**** Provided data ****
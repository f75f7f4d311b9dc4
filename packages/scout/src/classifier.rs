//! Text classification boundary.
//!
//! The pipeline only depends on single-text scoring; how the score is
//! produced (local heuristic, remote model) is behind the trait.

use crate::types::Classification;

/// Single-text scorer: label plus a confidence in [0, 1].
pub trait Classifier: Send + Sync {
    fn classify(&self, text: &str) -> Classification;
}

/// Deterministic lexical scorer used as the default implementation.
///
/// Scores by vocabulary hits: each distinct matched term contributes a fixed
/// increment, clamped to 1.0. Good enough to drive the confidence gate
/// without dragging in an ML runtime; swap in a model-backed `Classifier`
/// where real scoring is needed.
pub struct LexicalClassifier {
    vocabulary: Vec<&'static str>,
    per_hit: f32,
}

const TECH_VOCABULARY: &[&str] = &[
    "software",
    "engineer",
    "developer",
    "programming",
    "backend",
    "frontend",
    "cloud",
    "api",
    "database",
    "python",
    "rust",
    "java",
    "javascript",
    "kubernetes",
    "docker",
    "microservices",
    "ci/cd",
    "agile",
    "distributed",
    "scalable",
];

impl LexicalClassifier {
    pub fn new() -> Self {
        Self {
            vocabulary: TECH_VOCABULARY.to_vec(),
            per_hit: 0.15,
        }
    }
}

impl Default for LexicalClassifier {
    fn default() -> Self {
        Self::new()
    }
}

impl Classifier for LexicalClassifier {
    fn classify(&self, text: &str) -> Classification {
        let lower = text.to_lowercase();
        let hits = self
            .vocabulary
            .iter()
            .filter(|term| lower.contains(*term))
            .count();

        let score = (hits as f32 * self.per_hit).min(1.0);
        let label = if score >= 0.5 { "tech" } else { "other" };

        Classification {
            label: label.to_string(),
            score,
        }
    }
}
pub mod app;
pub mod routes;

pub use app::{build_app, AppState};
****
Instructions to follow: Counting every line that holds the string "confidence", give the total for the data above and nothing else.

Answer: 2